RECORDS FOR THE EXERCISE section start
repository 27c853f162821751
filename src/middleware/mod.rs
pub mod request_id;
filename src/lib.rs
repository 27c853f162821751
pub mod api;
pub mod config;
pub mod error;
pub mod middleware;
pub mod models;
pub mod services;
pub mod store;
/// Book search provider abstraction
///
/// Catalog growth goes through a pluggable search provider so the session and
/// HTTP layers never talk to a concrete API. Google Books is the only provider
/// today.
use crate::models::Book;

pub mod google_books;

pub use google_books::GoogleBooksProvider;

/// Trait for external book search providers
///
/// Implementations swallow their own failures: a provider that cannot reach
/// its backend, gets a non-success status, or cannot parse the payload logs a
/// warning and returns an empty list.
#[cfg_attr(test, mockall::automock)]
#[async_trait::async_trait]
pub trait BookSearcher: Send + Sync {
    /// Free-text search mapped into catalog books
    async fn search_books(
        &self,
        query: &str,
        max_results: u32,
        api_key: Option<String>,
    ) -> Vec<Book>;

    /// Cover link for a title/author pair, if the provider knows one
    async fn find_cover(&self, title: &str, author: &str) -> Option<String>;

    /// Provider name for logging and debugging
    fn name(&self) -> &'static str;
}
use axum::{
    extract::{rejection::JsonRejection, State},
    http::StatusCode,
    Extension, Json,
};
use chrono::Utc;
use serde::{Deserialize, Serialize};
use serde_json::{json, Value};

use crate::{
    error::{AppError, AppResult},
    middleware::request_id::RequestId,
    models::{Action, Book, ChoiceEvent, SavedChoice, Summary},
    services::{catalog, Session},
};

use super::AppState;

// Request/Response types

#[derive(Debug, Deserialize)]
pub struct ChoiceRequest {
    pub book: Option<Book>,
    pub action: Option<Action>,
    pub timestamp: Option<i64>,
}

#[derive(Debug, Serialize)]
pub struct ChoiceResponse {
    pub ok: bool,
    pub saved: SavedChoice,
}

#[derive(Debug, Deserialize)]
pub struct SwipeRequest {
    pub action: Action,
}

#[derive(Debug, Deserialize)]
pub struct SearchRequest {
    pub query: String,
    #[serde(default)]
    pub api_key: Option<String>,
}

#[derive(Debug, Serialize)]
pub struct SearchResponse {
    pub fetched: usize,
    pub added: usize,
    pub message: String,
}

/// What the card view renders
#[derive(Debug, Serialize)]
pub struct SessionView {
    pub current: Option<Book>,
    pub remaining: usize,
    pub liked_count: usize,
    pub disliked_count: usize,
    pub liked: Vec<ChoiceEvent>,
    pub exhausted: bool,
}

impl From<&Session> for SessionView {
    fn from(session: &Session) -> Self {
        Self {
            current: session.current().cloned(),
            remaining: session.remaining(),
            liked_count: session.state().liked.len(),
            disliked_count: session.state().disliked.len(),
            liked: session.state().liked.clone(),
            exhausted: session.is_exhausted(),
        }
    }
}

fn invalid_json(rejection: JsonRejection) -> AppError {
    AppError::InvalidInput(rejection.body_text())
}

/// Runs a session mutation on the blocking pool while holding the write lock
///
/// Mutations that persist through the session store do file I/O.
async fn with_session_blocking<T, F>(state: &AppState, mutate: F) -> AppResult<T>
where
    F: FnOnce(&mut Session) -> AppResult<T> + Send + 'static,
    T: Send + 'static,
{
    let mut session = state.session.clone().write_owned().await;
    tokio::task::spawn_blocking(move || mutate(&mut session))
        .await
        .map_err(|e| AppError::Internal(format!("Session task failed: {e}")))?
}

// Handlers

/// Health check endpoint
pub async fn health_check() -> (StatusCode, Json<Value>) {
    (StatusCode::OK, Json(json!({ "status": "healthy" })))
}

/// Append a choice to the log
pub async fn record_choice(
    State(state): State<AppState>,
    Extension(request_id): Extension<RequestId>,
    payload: Result<Json<ChoiceRequest>, JsonRejection>,
) -> AppResult<Json<ChoiceResponse>> {
    let Json(request) = payload.map_err(invalid_json)?;

    let (Some(book), Some(action)) = (request.book, request.action) else {
        return Err(AppError::InvalidInput(
            "book and action required".to_string(),
        ));
    };

    tracing::info!(
        request_id = %request_id,
        book_id = %book.id,
        action = %action,
        "Recording choice"
    );

    let saved = state.choices.record(book, action, request.timestamp).await;
    Ok(Json(ChoiceResponse { ok: true, saved }))
}

/// Get every recorded choice
pub async fn list_choices(State(state): State<AppState>) -> Json<Vec<ChoiceEvent>> {
    Json(state.choices.list_all().await)
}

/// Counts and the ten most recent choices
pub async fn summary(State(state): State<AppState>) -> Json<Summary> {
    Json(state.choices.summary().await)
}

/// Current card and liked panel
pub async fn get_session(State(state): State<AppState>) -> Json<SessionView> {
    let session = state.session.read().await;
    Json(SessionView::from(&*session))
}

/// Like or dislike the current card
///
/// Local state changes immediately; the choice log is written in the
/// background and its failure does not undo the decision.
pub async fn swipe(
    State(state): State<AppState>,
    Extension(request_id): Extension<RequestId>,
    payload: Result<Json<SwipeRequest>, JsonRejection>,
) -> AppResult<Json<SessionView>> {
    let Json(request) = payload.map_err(invalid_json)?;

    let (event, view) = with_session_blocking(&state, move |session| {
        let event = session.decide(request.action, Utc::now().timestamp_millis())?;
        Ok((event, SessionView::from(&*session)))
    })
    .await?;

    tracing::info!(
        request_id = %request_id,
        book_id = %event.book.id,
        action = %event.action,
        remaining = view.remaining,
        "Swipe applied"
    );

    let choices = state.choices.clone();
    tokio::spawn(async move {
        choices
            .record(event.book, event.action, Some(event.timestamp))
            .await;
    });

    Ok(Json(view))
}

/// Move to the next card without deciding; the cursor is not persisted
pub async fn skip(State(state): State<AppState>) -> AppResult<Json<SessionView>> {
    let mut session = state.session.write().await;
    session.skip()?;
    Ok(Json(SessionView::from(&*session)))
}

/// Clear all decisions and restore the bundled catalog
pub async fn reset(
    State(state): State<AppState>,
    Extension(request_id): Extension<RequestId>,
) -> AppResult<Json<SessionView>> {
    let view = with_session_blocking(&state, |session| {
        session.reset(Utc::now().timestamp_millis());
        Ok(SessionView::from(&*session))
    })
    .await?;
    tracing::info!(request_id = %request_id, "Session reset requested");
    Ok(Json(view))
}

/// Search the external catalog and merge new books
pub async fn search_catalog(
    State(state): State<AppState>,
    Extension(request_id): Extension<RequestId>,
    payload: Result<Json<SearchRequest>, JsonRejection>,
) -> AppResult<Json<SearchResponse>> {
    let Json(request) = payload.map_err(invalid_json)?;

    tracing::info!(
        request_id = %request_id,
        query = %request.query,
        "Processing catalog search"
    );

    let api_key = request.api_key.filter(|k| !k.trim().is_empty());
    let outcome = catalog::search_and_merge(
        state.searcher.as_ref(),
        &state.session,
        &request.query,
        api_key,
        state.search_max_results,
    )
    .await?;

    Ok(Json(SearchResponse {
        fetched: outcome.fetched,
        added: outcome.added,
        message: outcome.message(),
    }))
}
RECORDS FOR THE EXERCISE section end
## WORK INSTRUCTION
Copy each line of the data that includes the word "outcome".

## RESPONSE
    let outcome = catalog::search_and_merge(
        fetched: outcome.fetched,
        added: outcome.added,
        message: outcome.message(),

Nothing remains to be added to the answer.